Azul Klein

Charo Ramos

chramos@grupojoly.com

Amables extraños

En un mundo en que los hijos andamos sobrepasados, los gestos anónimos de empatía resultan revolucionarios

E SCUCHAMOS a diario en la radio la publicidad de las alarmas antirrobo y nos acaba pareciendo que siempre le ocurre a otros. Hasta que sucede. Un vecino avisa a tu padre de que, al pasar por su casa de campo, ha visto una ventana forzada y cristales por el suelo. Salís corriendo a ver qué ha pasado y, efectivamente, lo encuentras todo violentado y revuelto. El destrozo es mayor que lo sustraído y confías en que el seguro del hogar cubrirá algunos hurtos evidentes, como el televisor o los aperos del tractor, aunque duele que lleguen al mercado negro las herramientas de apicultor que nuestro padre usa para hacer una miel de romero que regala a sus amigos y con la que cura los resfriados y carrasperas de todos nosotros. En realidad te provoca asombro la chapuza de los ladrones, que han tenido que romper cuatro accesos, dos ventanas y dos puertas, para acabar llevándose los pocos objetos de valor que nuestros mayores dejan en este refugio que durante el confinamiento ha sido su medicina y su alegría. Mientras seguimos mirando la ropa revuelta por los suelos y los colchones rasgados llega la pareja de la Guardia Civil del pueblo vecino porque en el nuestro no hay efectivos disponibles. También la Benemérita sufre recortes, ahora dos personas han de cubrir un área mayor y esto lo saben los ladrones, que disponen de más tiempo para darse a la fuga. Mientras redactan su informe me sorprende la pericia al evaluar la naturaleza del robo, tomar huellas o adivinar si han usado un gato o una escuadra para hacer palanca y romper las rejas. Pero en realidad aprecio el modo en que tratan a mis padres, la sensibilidad con la que están haciendo las preguntas, conscientes de que a estas edades lo importante es seguir vivos y no perder el tiempo con nostalgias paralizantes. Mientras revisan las lindes y la cancela tienen tiempo de comentar con ellos los cultivos del huerto y hasta el esplendor de las higueras.
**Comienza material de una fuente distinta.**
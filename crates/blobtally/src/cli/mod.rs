//! CLI command handlers

pub mod error;
pub mod output;
pub mod scan;
pub mod status;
En un mundo en el que los hijos andamos sobrepasados y la gente suele carecer de empatía, todavía podemos depender de la amabilidad de los extraños, como le ocurría a Blanche Dubois al final de Un tranvía llamado deseo. Esa amabilidad es la que me maravilla de nuevo días después, en las colas de la vacunación en el Estadio de la Cartuja, ante voluntarios que prestan un paraguas para proteger a quienes hacen cola a pleno sol o reparten agua que alivia la espera y vigilan que a los abuelos no les dé un jamacuco. También la admiré en los sevillanos anónimos que hace dos domingos, viendo cómo lloraban los opositores venidos de otras provincias que no encontraban taxi para llegar a tiempo a sus exámenes, se desviaron de sus rutas para acompañarlos. Son esas acciones benéficas las que calan más que mil campañas publicitarias en la imagen de esta ciudad y en el ánimo de quienes nos preceden.